1. Likwidacja ZUS. Niestety jestem zawiedziony bo z tych wszystkich punktów o tym co trzeba zlikwidować żeby Polska była lepszym krajem to ten był najważniejszy i najsensowniejszy. Nie da się obniżać podatków bez obniżenia wydatków. Jeśli spojrzymy na budżet tego kraju z gówna i patyków to łatwo zauważymy, że najwięcej wydajemy na emerytury i renty. ZUS powinien zostać zaorany w tym momencie. Jego zaoranie będzie bolesne, bardzo bolesne dla tego społeczeństwa, ale nie jest to niemożliwe a jest konieczne. I to jest poważny zarzut dla Konfederacji. Natomiast mówienie o tym, że Petru czy Tusk jest taki liberalny bo chce zrównać i podnieść wiek emerytalny to jakaś aberracja. Petru ogólnie jako "neoliberała" szanuję, ale tutaj też pieprzy kocopoły. To co proponuje to tylko pudrowanie trupa, odwlekanie katastrofy. Zważywszy na naszą demografię to za 5, 10 lat znowu będziemy musieli podnieść wiek emerytalny do np. 70 albo 72 roku życia. Za kolejne lata ponownie, to jest jakiś absurd. Będziemy pracować do usranej śmierci. Powtarzam, ZUS jest do zaorania. Zarówno Petru, Tusk, Kaczyński i jak widać Mentzen nie są rozsądni i prowadzą nas ku katastrofie.

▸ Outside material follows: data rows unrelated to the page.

//! Turning raw value text into [`ValueToken`]s.
//!
//! The CSS tokenizer does the lexing; this adapter flattens its output into
//! the shape the classifiers want. A function token swallows everything up to
//! its matching `)` and keeps it as source text, so nested commas and
//! parentheses are never seen by the layer logic.

use crate::error::{Result, ShorthandError};
use crate::tokenizer::{CSSToken, CSSTokenizer, SpannedToken};

use super::token::ValueToken;

/// Tokenize one layer (or one whole single-layer value) into value tokens.
///
/// Whitespace and commas are separators and are dropped. Every other
/// delimiter becomes an [`ValueToken::Operator`]. Blocks, at-keywords,
/// colons, semicolons, bad strings and bad urls are rejected, as is any
/// function or closing token that does not balance.
///
/// # Errors
///
/// [`ShorthandError::UnbalancedValue`] for an unclosed function, string, or
/// url, or a stray closing token; [`ShorthandError::InvalidToken`] for a
/// token that can never be part of a shorthand value.
pub fn tokenize_value(source: &str) -> Result<Vec<ValueToken>> {
    let tokens = CSSTokenizer::tokenize(source);
    let mut out = Vec::new();
    let mut index = 0;
    let written = |spanned: &SpannedToken| spanned.span.slice(source).to_string();

    while let Some(spanned) = tokens.get(index) {
        index += 1;
        let value = match &spanned.token {
            CSSToken::EOF => break,
            CSSToken::Whitespace | CSSToken::Comma => continue,
            CSSToken::Ident(name) => ValueToken::Identifier(name.clone()),
            CSSToken::Function(name) => {
                let (args, next) = function_arguments(source, &tokens, index)?;
                index = next;
                ValueToken::FunctionCall {
                    name: name.clone(),
                    args,
                }
            }
            CSSToken::Url(url) => {
                // The tokenizer also ends a url at EOF; only a written `)` closes it.
                if !spanned.span.slice(source).ends_with(')') {
                    return Err(ShorthandError::UnbalancedValue);
                }
                ValueToken::FunctionCall {
                    name: "url".to_string(),
                    args: url.clone(),
                }
            }
            CSSToken::Hash { value, .. } => ValueToken::Hash(value.clone()),
            CSSToken::String(text) => {
                if !closes_string(spanned.span.slice(source)) {
                    return Err(ShorthandError::UnbalancedValue);
                }
                ValueToken::StringLiteral(text.clone())
            }
            CSSToken::Delim(symbol) => ValueToken::Operator(*symbol),
            CSSToken::Number { value, .. } => ValueToken::Number {
                value: *value,
                text: written(spanned),
            },
            CSSToken::Percentage { value } => ValueToken::Percentage {
                value: *value,
                text: written(spanned),
            },
            CSSToken::Dimension { value, unit } => ValueToken::Dimension {
                value: *value,
                unit: unit.clone(),
                text: written(spanned),
            },
            CSSToken::BadString => return Err(ShorthandError::UnbalancedValue),
            token if token.closes_block() => return Err(ShorthandError::UnbalancedValue),
            _ => return Err(ShorthandError::invalid(spanned.span.slice(source).trim())),
        };
        out.push(value);
    }

    Ok(out)
}

/// Find the argument text of the function whose name token ends just before
/// `tokens[start]`, returning it with the index after the closing `)`.
fn function_arguments(
    source: &str,
    tokens: &[SpannedToken],
    start: usize,
) -> Result<(String, usize)> {
    let Some(open) = start.checked_sub(1).and_then(|i| tokens.get(i)) else {
        return Err(ShorthandError::UnbalancedValue);
    };
    let mut depth = 1usize;

    for (index, spanned) in tokens.iter().enumerate().skip(start) {
        let token = &spanned.token;
        if token.is_eof() || matches!(token, CSSToken::BadString) {
            break;
        }
        if token.opens_block() {
            depth += 1;
        } else if token.closes_block() {
            depth -= 1;
            if depth == 0 {
                let args = source
                    .get(open.span.end..spanned.span.start)
                    .unwrap_or_default()
                    .trim()
                    .to_string();
                return Ok((args, index + 1));
            }
        }
    }

    Err(ShorthandError::UnbalancedValue)
}

/// A string token's source text ends with the quote it opened with.
fn closes_string(text: &str) -> bool {
    let mut chars = text.chars();
    match (chars.next(), chars.next_back()) {
        (Some(open), Some(close)) => open == close && text.len() >= 2,
        _ => false,
    }
}

#[cfg(test)]
mod tests {
    use super::*;

    #[test]
    fn nested_function_arguments_stay_opaque() {
        let tokens = tokenize_value("linear-gradient(rgb(0, 0, 0), red) 10px").unwrap();
        assert_eq!(
            tokens,
            vec![
                ValueToken::FunctionCall {
                    name: "linear-gradient".into(),
                    args: "rgb(0, 0, 0), red".into(),
                },
                ValueToken::Dimension {
                    value: 10.0,
                    unit: "px".into(),
                    text: "10px".into(),
                },
            ]
        );
    }

    #[test]
    fn unclosed_input_is_unbalanced() {
        assert_eq!(tokenize_value("url(a.png"), Err(ShorthandError::UnbalancedValue));
        assert_eq!(tokenize_value("calc(1px + 2px"), Err(ShorthandError::UnbalancedValue));
        assert_eq!(tokenize_value("'open"), Err(ShorthandError::UnbalancedValue));
        assert_eq!(tokenize_value("a)"), Err(ShorthandError::UnbalancedValue));
    }

    #[test]
    fn blocks_are_rejected() {
        assert!(matches!(
            tokenize_value("[a] b"),
            Err(ShorthandError::InvalidToken { .. })
        ));
        assert!(matches!(
            tokenize_value("a; b"),
            Err(ShorthandError::InvalidToken { .. })
        ));
    }
}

2. Wyjście z UE. Już poprzednio o tym pisałem więc nie ma sensu się powtarzać. Natomiast z tego co tutaj przeczytałem to Mentzen uciekał od odpowiedzi. Zupełnie niepotrzebnie. Wiadomo, że Konfederacja chce opuścić UE, ale tego nie zrobi bo nie ma ku temu żadnych instrumentów prawnych. Jak ktoś wieszczy, że oni nas z UE wyprowadzą, to jest zwykłym panikarzem albo specjalnie łże bo dobrze wie, że jest to niemożliwe przy takim poparciu dla UE w tym społeczeństwie.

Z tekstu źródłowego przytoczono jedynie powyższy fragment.